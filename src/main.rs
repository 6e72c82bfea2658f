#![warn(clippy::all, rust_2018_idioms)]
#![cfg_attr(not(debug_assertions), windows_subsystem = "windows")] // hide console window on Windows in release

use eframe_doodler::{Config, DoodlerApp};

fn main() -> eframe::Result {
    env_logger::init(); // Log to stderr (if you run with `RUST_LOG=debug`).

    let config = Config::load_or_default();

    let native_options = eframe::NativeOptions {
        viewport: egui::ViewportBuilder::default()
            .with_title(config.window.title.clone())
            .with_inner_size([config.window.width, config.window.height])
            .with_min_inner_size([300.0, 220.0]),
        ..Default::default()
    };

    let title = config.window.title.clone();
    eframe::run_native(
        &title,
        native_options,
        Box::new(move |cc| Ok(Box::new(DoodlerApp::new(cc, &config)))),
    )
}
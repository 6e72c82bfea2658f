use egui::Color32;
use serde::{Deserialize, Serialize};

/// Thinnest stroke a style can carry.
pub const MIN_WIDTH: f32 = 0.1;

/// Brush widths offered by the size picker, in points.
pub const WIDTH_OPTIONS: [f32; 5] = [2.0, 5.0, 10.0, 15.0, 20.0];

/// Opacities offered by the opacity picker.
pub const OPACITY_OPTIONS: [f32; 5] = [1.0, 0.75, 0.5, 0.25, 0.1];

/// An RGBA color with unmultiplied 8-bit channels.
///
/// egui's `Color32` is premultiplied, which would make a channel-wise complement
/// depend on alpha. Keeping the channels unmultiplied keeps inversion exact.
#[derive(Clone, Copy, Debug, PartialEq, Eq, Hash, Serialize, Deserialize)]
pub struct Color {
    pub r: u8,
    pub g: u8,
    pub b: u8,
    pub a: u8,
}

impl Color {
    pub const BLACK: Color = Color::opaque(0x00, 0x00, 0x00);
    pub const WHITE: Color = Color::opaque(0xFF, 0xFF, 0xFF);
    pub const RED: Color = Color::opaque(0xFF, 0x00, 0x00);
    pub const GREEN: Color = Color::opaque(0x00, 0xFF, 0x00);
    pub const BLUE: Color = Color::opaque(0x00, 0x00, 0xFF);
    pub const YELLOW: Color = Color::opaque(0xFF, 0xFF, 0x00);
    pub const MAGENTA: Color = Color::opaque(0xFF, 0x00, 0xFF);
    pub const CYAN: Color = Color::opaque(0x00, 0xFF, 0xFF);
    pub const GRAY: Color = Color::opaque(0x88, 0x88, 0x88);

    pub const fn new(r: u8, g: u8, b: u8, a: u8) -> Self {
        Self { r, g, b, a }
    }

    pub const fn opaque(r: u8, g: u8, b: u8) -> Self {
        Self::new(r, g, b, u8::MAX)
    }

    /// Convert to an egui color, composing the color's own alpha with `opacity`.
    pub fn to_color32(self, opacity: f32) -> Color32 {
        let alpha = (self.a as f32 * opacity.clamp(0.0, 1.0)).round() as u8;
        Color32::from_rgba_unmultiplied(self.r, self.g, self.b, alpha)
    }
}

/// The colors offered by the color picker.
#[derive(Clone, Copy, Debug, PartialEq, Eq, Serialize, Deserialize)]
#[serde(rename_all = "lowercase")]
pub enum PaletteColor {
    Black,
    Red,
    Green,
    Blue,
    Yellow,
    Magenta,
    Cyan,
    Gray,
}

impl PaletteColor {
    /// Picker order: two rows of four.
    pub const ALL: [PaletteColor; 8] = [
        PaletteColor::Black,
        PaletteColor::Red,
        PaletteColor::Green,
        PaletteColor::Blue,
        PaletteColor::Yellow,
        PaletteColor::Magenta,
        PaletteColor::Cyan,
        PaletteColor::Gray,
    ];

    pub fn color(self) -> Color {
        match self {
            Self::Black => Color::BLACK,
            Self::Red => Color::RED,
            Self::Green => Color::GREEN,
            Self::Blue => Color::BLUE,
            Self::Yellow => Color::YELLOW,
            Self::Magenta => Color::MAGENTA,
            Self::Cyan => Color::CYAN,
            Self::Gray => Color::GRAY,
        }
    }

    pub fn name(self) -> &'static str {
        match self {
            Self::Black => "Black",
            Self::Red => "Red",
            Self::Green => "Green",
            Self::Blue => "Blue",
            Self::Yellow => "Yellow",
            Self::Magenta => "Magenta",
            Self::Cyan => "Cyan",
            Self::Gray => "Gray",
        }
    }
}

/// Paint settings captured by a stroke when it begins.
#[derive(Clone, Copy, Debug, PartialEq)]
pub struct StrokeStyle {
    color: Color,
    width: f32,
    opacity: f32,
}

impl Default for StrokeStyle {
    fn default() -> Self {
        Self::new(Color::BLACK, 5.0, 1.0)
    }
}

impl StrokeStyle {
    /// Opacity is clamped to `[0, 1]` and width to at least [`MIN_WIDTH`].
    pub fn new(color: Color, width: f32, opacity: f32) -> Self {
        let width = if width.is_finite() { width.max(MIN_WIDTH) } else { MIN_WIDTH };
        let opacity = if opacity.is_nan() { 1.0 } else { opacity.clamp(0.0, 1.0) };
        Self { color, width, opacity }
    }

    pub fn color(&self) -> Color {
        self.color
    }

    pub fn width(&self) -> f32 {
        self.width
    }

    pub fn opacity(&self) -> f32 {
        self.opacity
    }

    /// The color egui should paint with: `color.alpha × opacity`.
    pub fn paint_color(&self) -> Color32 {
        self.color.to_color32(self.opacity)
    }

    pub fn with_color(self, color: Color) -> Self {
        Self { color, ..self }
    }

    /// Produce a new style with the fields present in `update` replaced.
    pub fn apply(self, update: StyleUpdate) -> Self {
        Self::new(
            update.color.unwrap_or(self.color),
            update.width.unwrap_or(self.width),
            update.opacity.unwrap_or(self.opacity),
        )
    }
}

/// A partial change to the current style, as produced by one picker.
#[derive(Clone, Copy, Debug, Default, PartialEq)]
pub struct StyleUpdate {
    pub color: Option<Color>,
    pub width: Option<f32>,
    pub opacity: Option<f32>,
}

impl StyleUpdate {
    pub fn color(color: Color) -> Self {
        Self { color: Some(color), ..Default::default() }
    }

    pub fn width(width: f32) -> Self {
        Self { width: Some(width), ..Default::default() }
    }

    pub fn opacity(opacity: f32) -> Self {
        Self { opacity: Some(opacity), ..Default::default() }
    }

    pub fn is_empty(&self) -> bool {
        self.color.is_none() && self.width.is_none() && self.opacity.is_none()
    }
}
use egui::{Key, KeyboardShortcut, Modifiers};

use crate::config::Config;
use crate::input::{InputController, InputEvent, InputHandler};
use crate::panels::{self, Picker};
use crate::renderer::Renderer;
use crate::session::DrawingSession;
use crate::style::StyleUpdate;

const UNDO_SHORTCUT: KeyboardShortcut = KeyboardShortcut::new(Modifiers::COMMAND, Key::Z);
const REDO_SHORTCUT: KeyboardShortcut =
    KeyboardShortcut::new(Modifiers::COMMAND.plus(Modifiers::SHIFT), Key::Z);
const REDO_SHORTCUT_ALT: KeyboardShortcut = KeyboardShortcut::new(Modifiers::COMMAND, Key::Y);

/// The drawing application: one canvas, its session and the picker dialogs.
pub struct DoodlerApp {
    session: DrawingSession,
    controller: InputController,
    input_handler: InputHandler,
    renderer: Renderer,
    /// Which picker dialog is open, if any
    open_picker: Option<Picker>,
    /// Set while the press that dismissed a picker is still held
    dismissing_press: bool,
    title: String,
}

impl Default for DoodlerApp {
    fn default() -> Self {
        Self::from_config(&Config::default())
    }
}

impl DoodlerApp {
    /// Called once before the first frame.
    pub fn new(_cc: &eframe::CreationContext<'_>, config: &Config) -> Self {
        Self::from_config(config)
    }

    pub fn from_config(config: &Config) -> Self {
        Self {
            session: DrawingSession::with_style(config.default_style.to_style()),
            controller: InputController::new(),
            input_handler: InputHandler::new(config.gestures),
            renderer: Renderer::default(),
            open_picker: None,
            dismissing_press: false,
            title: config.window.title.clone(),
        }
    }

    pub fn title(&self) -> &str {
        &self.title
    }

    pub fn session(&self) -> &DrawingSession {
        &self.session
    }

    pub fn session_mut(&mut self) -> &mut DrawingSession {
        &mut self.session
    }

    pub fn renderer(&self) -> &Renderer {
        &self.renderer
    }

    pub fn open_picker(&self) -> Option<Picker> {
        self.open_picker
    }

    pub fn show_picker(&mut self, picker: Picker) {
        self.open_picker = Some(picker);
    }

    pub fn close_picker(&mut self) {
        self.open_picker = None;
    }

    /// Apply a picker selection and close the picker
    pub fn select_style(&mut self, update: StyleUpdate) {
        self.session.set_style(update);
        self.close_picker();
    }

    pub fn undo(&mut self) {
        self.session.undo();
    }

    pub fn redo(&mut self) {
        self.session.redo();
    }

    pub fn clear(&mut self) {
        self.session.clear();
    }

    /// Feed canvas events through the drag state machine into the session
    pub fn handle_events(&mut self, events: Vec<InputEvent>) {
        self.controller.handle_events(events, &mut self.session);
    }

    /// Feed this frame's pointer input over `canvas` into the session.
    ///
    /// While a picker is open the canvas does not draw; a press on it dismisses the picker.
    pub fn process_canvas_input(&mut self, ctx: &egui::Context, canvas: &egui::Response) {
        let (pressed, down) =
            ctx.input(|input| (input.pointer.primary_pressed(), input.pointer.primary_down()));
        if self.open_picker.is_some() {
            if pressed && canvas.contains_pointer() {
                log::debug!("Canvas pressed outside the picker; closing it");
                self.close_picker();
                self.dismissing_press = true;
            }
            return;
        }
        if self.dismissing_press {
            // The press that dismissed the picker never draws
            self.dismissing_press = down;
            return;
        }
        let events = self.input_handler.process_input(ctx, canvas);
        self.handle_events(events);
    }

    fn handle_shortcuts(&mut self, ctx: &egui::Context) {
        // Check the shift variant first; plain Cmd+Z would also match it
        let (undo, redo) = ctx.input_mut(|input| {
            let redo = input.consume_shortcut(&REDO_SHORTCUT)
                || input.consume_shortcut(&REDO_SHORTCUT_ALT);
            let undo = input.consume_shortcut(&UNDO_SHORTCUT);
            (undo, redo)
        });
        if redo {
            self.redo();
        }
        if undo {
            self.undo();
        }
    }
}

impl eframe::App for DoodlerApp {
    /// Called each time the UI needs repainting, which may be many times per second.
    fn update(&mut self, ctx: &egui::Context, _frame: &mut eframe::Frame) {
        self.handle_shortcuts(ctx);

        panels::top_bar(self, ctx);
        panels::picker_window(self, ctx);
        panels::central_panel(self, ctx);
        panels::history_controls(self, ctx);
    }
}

------------

PROBLEM TO WORK ON: Search the entries for the word "derive" and copy every line that has it.

RESULT OF THE EXERCISE:
#[derive(Clone, Copy, Debug, PartialEq, Eq, Hash, Serialize, Deserialize)]
#[derive(Clone, Copy, Debug, PartialEq, Eq, Serialize, Deserialize)]
#[derive(Clone, Copy, Debug, PartialEq)]
#[derive(Clone, Copy, Debug, Default, PartialEq)]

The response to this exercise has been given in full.